L’auteur et diplomate gabonais consacre un roman historique au roi berbère, dans lequel il retrace son enfance, son ascension, ses combats et son rôle d’unificateur. Le parti pris de Ngomo est de faire connaître aux Africains leurs illustres ancêtres, les préserver contre l’oubli et la réécriture de l’histoire par l’Occident.

Liberté : Vous venez de publier un roman consacré au roi berbère Massinissa. Peut-on en savoir plus sur ce livre ? 
Auguste Ngomo : Le livre Massinissa, la légende berbère, publié aux éditions La Pensée, raconte l’histoire de la vie de Massinissa à l’époque de la deuxième guerre punique. Ce livre n’est pas un livre d’histoire mais un roman historique. C’est-à-dire qu’en plus de la réalité historique, il y a aussi une part d’imagination dans les récits racontés dans ce livre. Pourquoi un roman, me demanderez-vous ? Parce qu’on lit plus facilement un roman qu’un livre d’histoire.

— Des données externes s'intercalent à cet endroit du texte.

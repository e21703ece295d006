use thiserror::Error;

pub type ExpressionResult<T> = Result<T, ExpressionError>;

#[derive(Error, Debug, Clone, PartialEq, Eq)]
pub enum ExpressionError {
    #[error("Unterminated merge field starting at offset {offset}")]
    Unterminated { offset: usize },

    #[error("Empty merge field at offset {offset}")]
    EmptyPath { offset: usize },

    #[error("Invalid merge field path '{path}': segments must be identifiers separated by '.'")]
    InvalidPath { path: String },

    #[error("Invalid fallback in '{expression}': fallback must be a double-quoted literal")]
    InvalidFallback { expression: String },

    #[error("Invalid table alias '{alias}'")]
    InvalidTableAlias { alias: String },

    #[error("'{{!tableEnd}}' has no matching tableStart")]
    UnmatchedTableEnd,

    #[error("Table '{alias}' is never closed with '{{!tableEnd}}'")]
    UnclosedTable { alias: String },
}
use crate::config::Config;
use crate::descriptor::{DescriptorKind, FieldDescriptor};
use mergefield_text::{merge_field, qualify, table_block};
use serde::{Deserialize, Serialize};
use tracing::warn;

/// A selectable entry in the field picker.
#[derive(Debug, Clone, PartialEq, Eq, Serialize, Deserialize)]
#[serde(tag = "kind", rename_all = "snake_case")]
pub enum FieldOption {
    /// Inserts `{!<path>}`.
    Terminal { label: String, value: String },
    /// Navigates into the related object; its value is `full_path`.
    Relationship {
        label: String,
        relationship_name: String,
        base_object: String,
        full_path: String,
        target_object_api_name: String,
    },
    /// Inserts a `{!tableStart:<alias>}...{!tableEnd}` block.
    Aggregate {
        label: String,
        alias: String,
        value: String,
    },
}

impl FieldOption {
    pub fn label(&self) -> &str {
        match self {
            FieldOption::Terminal { label, .. }
            | FieldOption::Relationship { label, .. }
            | FieldOption::Aggregate { label, .. } => label,
        }
    }

    pub fn value(&self) -> &str {
        match self {
            FieldOption::Terminal { value, .. } | FieldOption::Aggregate { value, .. } => value,
            FieldOption::Relationship { full_path, .. } => full_path,
        }
    }

    pub fn is_relationship(&self) -> bool {
        matches!(self, FieldOption::Relationship { .. })
    }
}

/// Build the option list for one object at `current_path`.
///
/// A relationship contributes its foreign-key field as a Terminal option and a Relationship
/// option extending `current_path`; every other field contributes one option. Descriptors
/// that fail classification are skipped. The list is sorted by label, case-insensitively,
/// keeping provider order on ties.
pub fn build_options(
    object_api_name: &str,
    current_path: &str,
    descriptors: &[FieldDescriptor],
    config: &Config,
) -> Vec<FieldOption> {
    let mut options = Vec::with_capacity(descriptors.len());

    for descriptor in descriptors {
        let kind = match descriptor.kind(&config.aggregate_prefix) {
            Ok(kind) => kind,
            Err(err) => {
                warn!(object = object_api_name, error = %err, "skipping field descriptor");
                continue;
            }
        };
        let terminal = || FieldOption::Terminal {
            label: descriptor.label.clone(),
            value: merge_field(&qualify(current_path, &descriptor.api_name)),
        };

        match kind {
            DescriptorKind::Field => options.push(terminal()),
            DescriptorKind::Relationship {
                relationship_name,
                target_object,
            } => {
                options.push(terminal());
                options.push(FieldOption::Relationship {
                    label: descriptor.label.clone(),
                    relationship_name: relationship_name.to_string(),
                    base_object: object_api_name.to_string(),
                    full_path: qualify(current_path, relationship_name),
                    target_object_api_name: target_object.to_string(),
                });
            }
            DescriptorKind::Aggregate { alias } => options.push(FieldOption::Aggregate {
                label: descriptor.label.clone(),
                alias: alias.to_string(),
                value: table_block(alias, &config.aggregate_row_template),
            }),
        }
    }

    // sort_by_cached_key is stable
    options.sort_by_cached_key(|option| option.label().to_lowercase());
    options
}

Ce roman parle de l’enfance et de la vieillesse de ce grand roi. Ce livre raconte les intrigues et les difficultés auxquelles a été confronté Massinissa dans son ascension au trône et aussi dans son combat pour l’unification de la Numidie et des Amazighs. Ce livre raconte ses passions et son amour, et nous pouvons graduellement comprendre les changements d’alliance opérés par Massinissa. 

Pourquoi plus précisément un livre sur le roi berbère Massinissa ?
Le continent africain a connu des rois et des reines africains brillants et exceptionnels. Mais un roi africain qui, des milliers d’années avant notre époque, a dit au monde “L’Afrique aux Africains” est un roi qui interpelle. Un roi berbère qui, par ses choix stratégiques et ses qualités de roi-guerrier, changea le cours de l’histoire de Rome et, par conséquent, celle de la Méditerranée et du monde, mérite qu’on s’arrête sur lui.

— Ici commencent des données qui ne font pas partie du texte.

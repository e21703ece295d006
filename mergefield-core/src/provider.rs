use crate::descriptor::FieldDescriptor;
use crate::error::{MergeFieldError, MergeFieldResult, ProviderError};
use async_trait::async_trait;
use serde::{Deserialize, Serialize};
use std::collections::BTreeMap;
use std::path::Path;

/// Source of field metadata. `relationship_path` is the dotted path that led to
/// `object_api_name`, `None` at the root.
#[async_trait]
pub trait SchemaProvider: Send + Sync {
    async fn field_descriptors(
        &self,
        object_api_name: &str,
        relationship_path: Option<&str>,
    ) -> Result<Vec<FieldDescriptor>, ProviderError>;
}

/// Object api name to field descriptors, in provider order.
#[derive(Debug, Clone, Default, PartialEq, Eq, Serialize, Deserialize)]
pub struct Schema {
    pub objects: BTreeMap<String, Vec<FieldDescriptor>>,
}

/// Serves descriptors from a schema held in memory (loaded from YAML or built in code).
#[derive(Debug, Clone, Default)]
pub struct InMemorySchemaProvider {
    schema: Schema,
}

impl InMemorySchemaProvider {
    pub fn new(schema: Schema) -> Self {
        Self { schema }
    }

    pub fn from_yaml(yaml: &str) -> MergeFieldResult<Self> {
        let schema: Schema =
            serde_yaml::from_str(yaml).map_err(|e| MergeFieldError::Schema(e.to_string()))?;
        Ok(Self::new(schema))
    }

    pub fn load(path: impl AsRef<Path>) -> MergeFieldResult<Self> {
        let yaml = std::fs::read_to_string(path)?;
        Self::from_yaml(&yaml)
    }

    pub fn with_object(mut self, object: impl Into<String>, fields: Vec<FieldDescriptor>) -> Self {
        self.schema.objects.insert(object.into(), fields);
        self
    }

    pub fn schema(&self) -> &Schema {
        &self.schema
    }
}

#[async_trait]
impl SchemaProvider for InMemorySchemaProvider {
    async fn field_descriptors(
        &self,
        object_api_name: &str,
        _relationship_path: Option<&str>,
    ) -> Result<Vec<FieldDescriptor>, ProviderError> {
        self.schema
            .objects
            .get(object_api_name)
            .cloned()
            .ok_or_else(|| ProviderError::new(format!("Unknown object '{}'", object_api_name)))
    }
}
use crate::error::{MergeFieldError, MergeFieldResult};
use serde::{Deserialize, Serialize};
use std::path::Path;

pub const ROOT_OBJECT_ENV: &str = "MERGEFIELD_ROOT_OBJECT";
pub const AGGREGATE_PREFIX_ENV: &str = "MERGEFIELD_AGGREGATE_PREFIX";

/// Settings shared by the navigator, the editor and the CLI. Every key is optional in YAML.
#[derive(Debug, Clone, PartialEq, Eq, Serialize, Deserialize)]
#[serde(default)]
pub struct Config {
    /// Object the merge-field wizard opens on.
    pub root_object: String,
    pub id_field: String,
    pub body_field: String,
    /// Api-name prefix of the legacy aggregate descriptor encoding (`table:<alias>`).
    pub aggregate_prefix: String,
    /// Row written inside a generated `{!tableStart:..}` block.
    pub aggregate_row_template: String,
}

impl Default for Config {
    fn default() -> Self {
        Self {
            root_object: "TREX1__Contract_and_Form__c".to_string(),
            id_field: "Id".to_string(),
            body_field: "TREX1__Waiver_Text__c".to_string(),
            aggregate_prefix: "table:".to_string(),
            aggregate_row_template: "{!Name} - {!Price__c}".to_string(),
        }
    }
}

impl Config {
    pub fn from_yaml(yaml: &str) -> MergeFieldResult<Self> {
        if yaml.trim().is_empty() {
            return Ok(Self::default());
        }
        serde_yaml::from_str(yaml).map_err(|e| MergeFieldError::Config(e.to_string()))
    }

    /// Read a YAML config file, then apply environment overrides.
    pub fn load(path: impl AsRef<Path>) -> MergeFieldResult<Self> {
        let path = path.as_ref();
        let yaml = std::fs::read_to_string(path).map_err(|e| {
            MergeFieldError::Config(format!("Failed to read {}: {}", path.display(), e))
        })?;
        Ok(Self::from_yaml(&yaml)?.with_env())
    }

    /// Defaults with environment overrides applied.
    pub fn from_env() -> Self {
        Self::default().with_env()
    }

    pub fn with_env(self) -> Self {
        self.with_overrides(|key| std::env::var(key).ok())
    }

    /// Apply overrides from any key lookup. Empty values are ignored.
    pub fn with_overrides<F>(mut self, lookup: F) -> Self
    where
        F: Fn(&str) -> Option<String>,
    {
        let lookup = |key: &str| lookup(key).filter(|v| !v.trim().is_empty());
        if let Some(root) = lookup(ROOT_OBJECT_ENV) {
            self.root_object = root;
        }
        if let Some(prefix) = lookup(AGGREGATE_PREFIX_ENV) {
            self.aggregate_prefix = prefix;
        }
        self
    }
}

Lors de la Seconde Guerre mondiale, le Premier ministre anglais Wilson Churchill a joué exactement le même rôle pivot que celui de Massinissa des siècles plus tôt. Si ce Premier ministre avait écouté et accepté l’alliance de l’Allemagne nazie, et à l’époque l’Amérique isolationniste ne voulait pas entrer en guerre contre les Allemands, nous serions dans un autre monde. Pourquoi Massinissa ? C’est pour moi un parfait panafricaniste, un stratège unique, un roi valeureux que les Africains dans leur ensemble doivent connaître et honorer. 

Nous pouvons donc dire que vous êtes fasciné par ce roi berbère... 
Oui, absolument. C’est vraiment un roi exceptionnel. Non seulement par ses qualités militaires, mais aussi par ses talents administratifs, diplomatiques et d’analyste géopolitique. Et c’est aussi un être magnifiquement humain et tolérant. Aimer passionnément une Carthaginoise et pourtant se battre contre Carthage. Aimer un membre de la famille régnante de Carthage, les Barca, et pourtant, par ses victoires contre elle, la réduire à néant. Savoir faire la part des choses entre l’homme d’État et sa propre personne. Il y a tellement de valeurs et de leçons à apprendre de cet Africain qui a vécu des siècles avant nous.

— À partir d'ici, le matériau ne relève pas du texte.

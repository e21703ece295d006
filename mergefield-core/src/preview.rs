//! Renders a template against a sample record so authors can check their merge fields.

use crate::error::MergeFieldResult;
use mergefield_text::{convert_html_for_clipboard, escape_html, parse_template, FieldRef, Node};
use serde_json::Value;

/// Substitute every merge field in `template` with values from `record`.
///
/// Paths walk nested objects (`Account.Owner.Name`). A missing, null or empty value renders the
/// field's fallback literal, or nothing. A table block repeats its body for each row of the
/// array at its alias; a `{ "records": [...] }` wrapper is accepted too. Values are escaped.
pub fn render_preview(template: &str, record: &Value) -> MergeFieldResult<String> {
    let nodes = parse_template(template)?;
    let mut out = String::with_capacity(template.len());
    render_nodes(&nodes, record, &mut out);
    Ok(out)
}

/// The rendered preview as clipboard plain text.
pub fn preview_plain_text(template: &str, record: &Value) -> MergeFieldResult<String> {
    Ok(convert_html_for_clipboard(&render_preview(template, record)?))
}

fn render_nodes(nodes: &[Node], scope: &Value, out: &mut String) {
    for node in nodes {
        match node {
            Node::Text(text) => out.push_str(text),
            Node::Field(field) => {
                let value = resolve(scope, field).and_then(display_value);
                match (value, field.fallback.as_deref()) {
                    (Some(value), _) => out.push_str(&escape_html(&value)),
                    (None, Some(fallback)) => out.push_str(&escape_html(fallback)),
                    (None, None) => {}
                }
            }
            Node::Table { alias, body } => {
                for row in rows(scope.get(alias.as_str())) {
                    render_nodes(body, row, out);
                }
            }
        }
    }
}

fn resolve<'a>(scope: &'a Value, field: &FieldRef) -> Option<&'a Value> {
    field
        .segments()
        .try_fold(scope, |current, segment| current.get(segment))
}

fn display_value(value: &Value) -> Option<String> {
    match value {
        Value::Null => None,
        Value::String(s) if s.is_empty() => None,
        Value::String(s) => Some(s.clone()),
        Value::Bool(b) => Some(b.to_string()),
        Value::Number(n) => Some(n.to_string()),
        Value::Array(_) | Value::Object(_) => None,
    }
}

fn rows(value: Option<&Value>) -> &[Value] {
    match value {
        Some(Value::Array(rows)) => rows,
        Some(Value::Object(wrapper)) => match wrapper.get("records") {
            Some(Value::Array(rows)) => rows,
            _ => &[],
        },
        _ => &[],
    }
}

#[cfg(test)]
mod tests {
    use super::*;
    use mergefield_text::build_merge_expression;
    use pretty_assertions::assert_eq;
    use serde_json::json;

    #[test]
    fn substitutes_nested_paths() {
        let record = json!({ "Name": "C-001", "Account": { "Name": "Acme & Co" } });
        assert_eq!(
            render_preview("<p>{!Name} for {!Account.Name}</p>", &record).unwrap(),
            "<p>C-001 for Acme &amp; Co</p>"
        );
    }

    #[test]
    fn missing_values_use_fallback() {
        let record = json!({ "Account": null, "Nickname": "" });
        assert_eq!(
            render_preview("{!Account.Name, \"N/A\"}|{!Nickname, \"none\"}|{!Other}", &record)
                .unwrap(),
            "N/A|none|"
        );
    }

    #[test]
    fn fallback_with_braces_renders() {
        let template = format!("<p>{}</p>", build_merge_expression("{!Name}", Some("{none}")));
        assert_eq!(render_preview(&template, &json!({})).unwrap(), "<p>{none}</p>");
    }

    #[test]
    fn tables_repeat_per_row() {
        let record = json!({
            "contractItems": { "records": [
                { "Name": "Swim", "Price__c": 40 },
                { "Name": "Gym", "Price__c": 25.5 }
            ]}
        });
        let template = "<ul>{!tableStart:contractItems}<li>{!Name} - {!Price__c}</li>{!tableEnd}</ul>";
        assert_eq!(
            render_preview(template, &record).unwrap(),
            "<ul><li>Swim - 40</li><li>Gym - 25.5</li></ul>"
        );
    }

    #[test]
    fn plain_text_preview() {
        let record = json!({ "Name": "Jo" });
        assert_eq!(
            preview_plain_text("<b>Hello</b><br>{!Name}", &record).unwrap(),
            "Hello\nJo"
        );
    }

    #[test]
    fn malformed_template_is_error() {
        assert!(render_preview("{!Name", &json!({})).is_err());
    }
}
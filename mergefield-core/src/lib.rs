//! # Merge-field template tooling
//!
//! Builds and previews merge-field templates for contract and form records.
//!
//! ## Features
//! - Relationship-path navigator that walks objects, fields and related objects and yields
//!   `{!Account.Name}`-style merge expressions
//! - Wizard sessions with fallback literals and modal outcomes
//! - Template editor with formatting-insensitive dirty checks and save/reload
//! - Preview rendering against a sample record, and plain-text clipboard export
//!
//! Schema metadata, record persistence, toasts and the clipboard are external collaborators,
//! reached through [`SchemaProvider`], [`RecordStore`], [`Reporter`] and [`ClipboardSink`].
//!
//! ## Example
//! ```ignore
//! use std::sync::Arc;
//! use mergefield_core::{Config, FieldDescriptor, InMemorySchemaProvider, PathNavigator, TracingReporter};
//!
//! let provider = InMemorySchemaProvider::default()
//!     .with_object("Contract", vec![FieldDescriptor::field("Name", "Contract Name")]);
//! let navigator = PathNavigator::new(Arc::new(provider), Arc::new(TracingReporter), Config::default());
//! navigator.open("Contract").await;
//! navigator.select_option("{!Name}").await;
//! assert_eq!(navigator.merge_expression(Some("N/A")).as_deref(), Some("{!Name, \"N/A\"}"));
//! ```

pub mod clipboard;
pub mod config;
pub mod descriptor;
pub mod editor;
pub mod error;
pub mod navigator;
pub mod option;
pub mod preview;
pub mod provider;
pub mod record;
pub mod reporter;
pub mod wizard;

pub use clipboard::{copy_as_plain_text, ClipboardSink, FallbackClipboard};
pub use config::Config;
pub use descriptor::{DescriptorKind, FieldDescriptor};
pub use editor::{SaveOutcome, TemplateEditor};
pub use error::{MergeFieldError, MergeFieldResult, ProviderError};
pub use navigator::{BreadcrumbEntry, NavigatorState, PathNavigator, Refresh};
pub use option::{build_options, FieldOption};
pub use preview::{preview_plain_text, render_preview};
pub use provider::{InMemorySchemaProvider, Schema, SchemaProvider};
pub use record::{RecordSnapshot, RecordStore};
pub use reporter::{Reporter, Severity, TracingReporter};
pub use wizard::{MergeFieldWizard, ModalHost, ModalOutcome, WizardSessions};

Dans “Massinissa, la légende berbère”, vous avez opté pour un roman historique et non pour un livre d’histoire. Pourquoi ce choix ?  
Deux raisons fondamentales ont guidé ce choix littéraire. La première est que je souhaitais que les Africains, à travers mes écrits, découvrent ou redécouvrent leurs illustres ancêtres. Et cela non plus à travers les yeux des Non-Africains, mais plutôt à travers celui d’un Africain comme eux. Il y a donc un parti pris totalement assumé dans mon roman. 

Comme les historiens romains et autres, pour valoriser plus que de raison Scipion l’Africain ou dévaloriser Massinissa, ont assumé de présenter notre roi comme un traître ou une marionnette des Romains, moi j’assume en tant que romancier historique africain de le présenter en héros. Et il l’était. Et comme vous le savez, il est plus agréable de lire une histoire à travers un roman qu’un livre d’histoire. Donc j’ai choisi le roman comme moyen d’expression car il offre en plus un espace à l’imagination et à la créativité. 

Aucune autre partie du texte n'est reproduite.